=== Source material ===

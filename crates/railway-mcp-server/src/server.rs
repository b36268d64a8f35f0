use crate::client::{ClientConfig, RailwayClient};
use crate::errors::ServerError;
use crate::server_handler::RailwayMcpServerHandler;
use bon::bon;
use rmcp::ServiceExt as _;
use rmcp::transport::streamable_http_server::session::local::LocalSessionManager;
use rmcp::transport::{StreamableHttpService, stdio};
use schemars::JsonSchema;
use serde::Deserialize;
use std::net::{IpAddr, SocketAddr};
use std::sync::Arc;
use tokio_util::sync::CancellationToken;
use tracing::{Instrument as _, error, info};

/// A Railway MCP Server
pub struct Server {
    transport: Transport,
    client_config: ClientConfig,
    read_only: bool,
}

/// The transport the MCP server is reachable over
#[derive(Debug, Clone, Default, PartialEq, Deserialize, JsonSchema)]
#[serde(tag = "type", rename_all = "snake_case")]
pub enum Transport {
    /// Use standard IO for server <> client communication
    #[default]
    Stdio,

    /// Host the MCP server on the configuration, using streamable HTTP messages
    StreamableHttp {
        /// The IP address to bind to
        #[serde(default = "defaults::address")]
        address: IpAddr,

        /// The port to bind to
        #[serde(default = "defaults::port")]
        port: u16,
    },
}

#[bon]
impl Server {
    #[builder]
    pub fn new(
        transport: Transport,
        client_config: ClientConfig,
        #[builder(default)] read_only: bool,
    ) -> Self {
        Self {
            transport,
            client_config,
            read_only,
        }
    }

    /// Open the Railway session, verify the token and serve until the transport finishes
    pub async fn start(self) -> Result<(), ServerError> {
        let Self {
            transport,
            client_config,
            read_only,
        } = self;
        let client = Arc::new(RailwayClient::new(client_config));
        let handler = RailwayMcpServerHandler::new(Arc::clone(&client), read_only);

        let result = authenticate_and_serve(&client, handler, transport).await;

        client.close().await;
        result
    }
}

async fn authenticate_and_serve(
    client: &RailwayClient,
    handler: RailwayMcpServerHandler,
    transport: Transport,
) -> Result<(), ServerError> {
    client.connect().await?;
    let user = client.verify_token().await?;
    info!(
        user = user.name.as_deref().unwrap_or_default(),
        "Authenticated with Railway"
    );

    serve(handler, transport).await
}

async fn serve(handler: RailwayMcpServerHandler, transport: Transport) -> Result<(), ServerError> {
    match transport {
        Transport::StreamableHttp { address, port } => {
            info!(port = ?port, address = ?address, "Starting MCP server in Streamable HTTP mode");
            let listen_address = SocketAddr::new(address, port);
            let service = StreamableHttpService::new(
                move || Ok(handler.clone()),
                LocalSessionManager::default().into(),
                Default::default(),
            );
            let router = axum::Router::new().nest_service("/mcp", service);
            let tcp_listener = tokio::net::TcpListener::bind(listen_address).await?;

            let cancellation_token = CancellationToken::new();
            let ct = cancellation_token.child_token();
            let axum_server = axum::serve(tcp_listener, router).with_graceful_shutdown(async move {
                ct.cancelled().await;
                info!("MCP server cancelled");
            });
            tokio::spawn(async move {
                shutdown_signal().await;
                cancellation_token.cancel();
            });

            tokio::spawn(
                async move {
                    if let Err(e) = axum_server.await {
                        error!(error = %e, "MCP server shutdown with error");
                    }
                }
                .instrument(tracing::info_span!("mcp-server", bind_address = %listen_address)),
            )
            .await?;
        }
        Transport::Stdio => {
            info!("Starting MCP server in stdio mode");
            let service = handler
                .serve(stdio())
                .await
                .inspect_err(|e| {
                    error!("serving error: {:?}", e);
                })
                .map_err(|e| ServerError::McpInitialize(e.to_string()))?;
            service.waiting().await?;
        }
    }
    Ok(())
}

async fn shutdown_signal() {
    let ctrl_c = async {
        if let Err(e) = tokio::signal::ctrl_c().await {
            error!("Failed to install CTRL+C signal handler: {e}");
            std::future::pending::<()>().await;
        }
    };

    #[cfg(unix)]
    let terminate = async {
        match tokio::signal::unix::signal(tokio::signal::unix::SignalKind::terminate()) {
            Ok(mut signal) => {
                signal.recv().await;
            }
            Err(e) => {
                error!("Failed to install SIGTERM signal handler: {e}");
                std::future::pending::<()>().await;
            }
        }
    };

    #[cfg(not(unix))]
    let terminate = std::future::pending::<()>();

    tokio::select! {
        _ = ctrl_c => {},
        _ = terminate => {},
    }
}

mod defaults {
    use std::net::{IpAddr, Ipv4Addr};

    pub(super) fn address() -> IpAddr {
        IpAddr::V4(Ipv4Addr::LOCALHOST)
    }

    pub(super) const fn port() -> u16 {
        8000
    }
}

===

__What is required__
Would you copy, unchanged, the stretch of the records above that begins at the line containing "pub async fn" and ends at the line containing "ct.cancelled().await;", and only that?

__Response area__
    pub async fn start(self) -> Result<(), ServerError> {
        let Self {
            transport,
            client_config,
            read_only,
        } = self;
        let client = Arc::new(RailwayClient::new(client_config));
        let handler = RailwayMcpServerHandler::new(Arc::clone(&client), read_only);

        let result = authenticate_and_serve(&client, handler, transport).await;

        client.close().await;
        result
    }
}

async fn authenticate_and_serve(
    client: &RailwayClient,
    handler: RailwayMcpServerHandler,
    transport: Transport,
) -> Result<(), ServerError> {
    client.connect().await?;
    let user = client.verify_token().await?;
    info!(
        user = user.name.as_deref().unwrap_or_default(),
        "Authenticated with Railway"
    );

    serve(handler, transport).await
}

async fn serve(handler: RailwayMcpServerHandler, transport: Transport) -> Result<(), ServerError> {
    match transport {
        Transport::StreamableHttp { address, port } => {
            info!(port = ?port, address = ?address, "Starting MCP server in Streamable HTTP mode");
            let listen_address = SocketAddr::new(address, port);
            let service = StreamableHttpService::new(
                move || Ok(handler.clone()),
                LocalSessionManager::default().into(),
                Default::default(),
            );
            let router = axum::Router::new().nest_service("/mcp", service);
            let tcp_listener = tokio::net::TcpListener::bind(listen_address).await?;

            let cancellation_token = CancellationToken::new();
            let ct = cancellation_token.child_token();
            let axum_server = axum::serve(tcp_listener, router).with_graceful_shutdown(async move {
                ct.cancelled().await;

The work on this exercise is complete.